Initially we note that Worpenberg's reliance on Muething begs the question whether the Ohio Supreme Court in that case recognized "negligent damage to reputation" as a distinct tort. In Muething, the plaintiff sought to recover for damage to his professional reputation as a result of the defendant's negligence in a product-liability case.
Observing that the plaintiff's claim for damage to his reputation was "indistinguishable from his claim for intentional infliction of emotional distress, and, therefore, could not be maintained in the absence of an assertion that he feared or saw some quantifiable physical loss," the court applied a two-year statute of limitations pursuant to R.C. 2305.10. But the court's holding fell significantly short of recognizing a separate claim for reputational damage on a theory of ordinary negligence.
According to Kroger, the trial court was correct in applying a one- year statute of limitations to this claim, pursuant to R.C. 2305.09(D), because it was, in essence, a "disguised defamation" claim. This argument raises the question of when a claim for reputational harm sounds in defamation. See Silbaugh, Sticks and Stones Can Break My Name: Nondefamatory Negligent Injury to Reputation (1992), 59 U.Chi.L.Rev. 865, 868. Silbaugh identifies two vastly different approaches to this issue. The first approach is simply to treat any claim for damage as necessarily a defamation claim-the "defamation as the only game in town" approach. The second approach is to assume without analysis that injury to reputation is a recoverable item of damage from negligent conduct-an approach represented by "a small number of recent cases in different jurisdictions." Id. at 868, 870. The second approach divides itself into two different groups: (1) courts that limit plaintiffs to defamation claims if an explicit or implicit element of communication is present, and (2) courts that allow negligence claims to survive in spite of a communication if the complaint addresses other, non-communicative negligent conduct by the defendant. Id. at 870-874.

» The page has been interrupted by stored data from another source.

#[cfg(test)]
mod tests {
    use super::*;
    use std::io::Write as _;
    use std::sync::atomic::{AtomicU64, Ordering};

    static TEST_COUNTER: AtomicU64 = AtomicU64::new(0);

    fn create_temp_dir() -> PathBuf {
        let unique_id = TEST_COUNTER.fetch_add(1, Ordering::SeqCst);
        let temp_dir = std::env::temp_dir().join(format!(
            "openvfs_local_test_{}_{}",
            std::process::id(),
            unique_id
        ));
        let _ = fs::remove_dir_all(&temp_dir);
        fs::create_dir_all(&temp_dir).expect("Failed to create temp dir");
        temp_dir
    }

    fn cleanup_temp_dir(path: &Path) {
        let _ = fs::remove_dir_all(path);
    }

    #[test]
    fn test_attributes_of_regular_file() {
        let temp_dir = create_temp_dir();
        let file_path = temp_dir.join("f.txt");
        fs::write(&file_path, b"12345").unwrap();

        let handle = LocalHandle::new(&file_path);
        assert!(handle.exists());
        assert!(!handle.is_directory());
        assert!(!handle.is_symlink());
        assert_eq!(handle.size(), 5);
        assert!(handle.modified().is_some());
        assert_eq!(handle.name(), "f.txt");

        cleanup_temp_dir(&temp_dir);
    }

    #[test]
    fn test_missing_file_reports_nonexistence() {
        let temp_dir = create_temp_dir();
        let handle = LocalHandle::new(&temp_dir.join("nope"));
        assert!(!handle.exists());
        assert!(!handle.is_directory());
        assert_eq!(handle.size(), 0);
        assert!(handle.modified().is_none());
        cleanup_temp_dir(&temp_dir);
    }

    #[test]
    fn test_list_and_resolve_child() {
        let temp_dir = create_temp_dir();
        fs::write(temp_dir.join("a"), b"x").unwrap();
        fs::create_dir(temp_dir.join("sub")).unwrap();

        let handle = LocalHandle::new(&temp_dir);
        let mut names: Vec<String> = handle.list().unwrap().iter().map(|h| h.name()).collect();
        names.sort();
        assert_eq!(names, vec!["a", "sub"]);

        let child = handle.resolve_child("b.txt").unwrap();
        assert!(!child.exists());
        assert_eq!(child.name(), "b.txt");
        assert!(handle.resolve_child("bad/name").is_err());

        cleanup_temp_dir(&temp_dir);
    }

    #[test]
    fn test_list_fails_on_missing_dir() {
        let temp_dir = create_temp_dir();
        let handle = LocalHandle::new(&temp_dir.join("ghost"));
        assert!(handle.list().is_err());
        cleanup_temp_dir(&temp_dir);
    }

    #[test]
    fn test_mkdir_mkfile_delete() {
        let temp_dir = create_temp_dir();
        let dir = LocalHandle::new(&temp_dir.join("d"));
        dir.mkdir().unwrap();
        assert!(dir.is_directory());

        let file = LocalHandle::new(&temp_dir.join("d/f"));
        file.mkfile().unwrap();
        assert!(file.exists());
        // mkfile refuses to clobber.
        assert!(file.mkfile().is_err());

        // Non-empty directory delete fails at the handle level.
        assert!(dir.delete().is_err());
        file.delete().unwrap();
        dir.delete().unwrap();
        assert!(!dir.exists());

        cleanup_temp_dir(&temp_dir);
    }

    #[test]
    fn test_move_to_same_filesystem() {
        let temp_dir = create_temp_dir();
        let src_path = temp_dir.join("src.txt");
        fs::write(&src_path, b"move me").unwrap();

        let src = LocalHandle::new(&src_path);
        let dest = LocalHandle::new(&temp_dir.join("dst.txt"));
        assert_eq!(src.move_hint(&dest), CopyHint::Should);
        assert!(src.move_to(&dest).unwrap());
        assert!(!src.exists());
        assert_eq!(fs::read(temp_dir.join("dst.txt")).unwrap(), b"move me");

        cleanup_temp_dir(&temp_dir);
    }

    #[test]
    fn test_native_copy() {
        let temp_dir = create_temp_dir();
        let src_path = temp_dir.join("src.txt");
        fs::write(&src_path, b"data").unwrap();

        let src = LocalHandle::new(&src_path);
        let dest = LocalHandle::new(&temp_dir.join("copy.txt"));
        assert!(src.copy_to(&dest).unwrap());
        assert!(src.exists());
        assert_eq!(fs::read(temp_dir.join("copy.txt")).unwrap(), b"data");

        cleanup_temp_dir(&temp_dir);
    }

    #[cfg(unix)]
    #[test]
    fn test_symlink_round_trip() {
        let temp_dir = create_temp_dir();
        fs::write(temp_dir.join("target"), b"t").unwrap();

        let link = LocalHandle::new(&temp_dir.join("link"));
        link.create_symlink("target").unwrap();
        assert!(link.is_symlink());
        assert_eq!(link.read_link().unwrap(), "target");

        // Deleting the link leaves the target alone.
        link.delete().unwrap();
        assert!(!link.exists());
        assert!(temp_dir.join("target").exists());

        cleanup_temp_dir(&temp_dir);
    }

    #[cfg(unix)]
    #[test]
    fn test_symlink_to_dir_is_not_a_directory() {
        let temp_dir = create_temp_dir();
        fs::create_dir(temp_dir.join("real")).unwrap();
        std::os::unix::fs::symlink(temp_dir.join("real"), temp_dir.join("link")).unwrap();

        let link = LocalHandle::new(&temp_dir.join("link"));
        assert!(link.is_symlink());
        assert!(!link.is_directory());

        cleanup_temp_dir(&temp_dir);
    }

    #[test]
    fn test_open_write_append() {
        let temp_dir = create_temp_dir();
        let path = temp_dir.join("log.txt");
        fs::write(&path, b"one").unwrap();

        let handle = LocalHandle::new(&path);
        let mut writer = handle.open_write(WriteMode::Append).unwrap();
        writer.write_all(b"two").unwrap();
        drop(writer);
        assert_eq!(fs::read(&path).unwrap(), b"onetwo");

        cleanup_temp_dir(&temp_dir);
    }

    #[test]
    fn test_archive_file_is_browsable() {
        let temp_dir = create_temp_dir();
        let zip_path = temp_dir.join("a.zip");
        let container = crate::archive::zip::ZipContainer::create(&zip_path);
        let mut writer = container.stage_put("inner.txt").unwrap();
        writer.write_all(b"zip content").unwrap();
        drop(writer);
        container.flush().unwrap();

        let handle = LocalHandle::new(&zip_path);
        assert!(!handle.is_directory());
        assert!(handle.is_browsable());
        let children = handle.list().unwrap();
        assert_eq!(children.len(), 1);
        assert_eq!(children[0].name(), "inner.txt");

        cleanup_temp_dir(&temp_dir);
    }

    #[test]
    fn test_change_modified() {
        let temp_dir = create_temp_dir();
        let path = temp_dir.join("dated.txt");
        fs::write(&path, b"x").unwrap();

        let handle = LocalHandle::new(&path);
        let past = Local::now() - chrono::Duration::days(3);
        handle.change_modified(past).unwrap();
        let reported = handle.modified().unwrap();
        assert!((reported - past).num_seconds().abs() < 2);

        cleanup_temp_dir(&temp_dir);
    }
}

Significantly, Silbaugh observes that some plaintiffs attempt to characterize their claims outside of defamation to avoid the statute of limitations. Id. at 877. The author disapproves of such a practice, arguing that plaintiffs should not be allowed to avoid otherwise applicable procedural requirements "if their claims are otherwise complete under defamation." Id. A claim is "complete under defamation" if, under the facts, it hinges upon the defendant communicating something by speech or conduct. Id. As defined in the Restatement of the Law 2d, Torts, "communication" is a term of art used to "denote the fact that one person has brought an idea to the perception of another." 1 Restatement of the Law 2d, Torts (1977), Section 559, Comment.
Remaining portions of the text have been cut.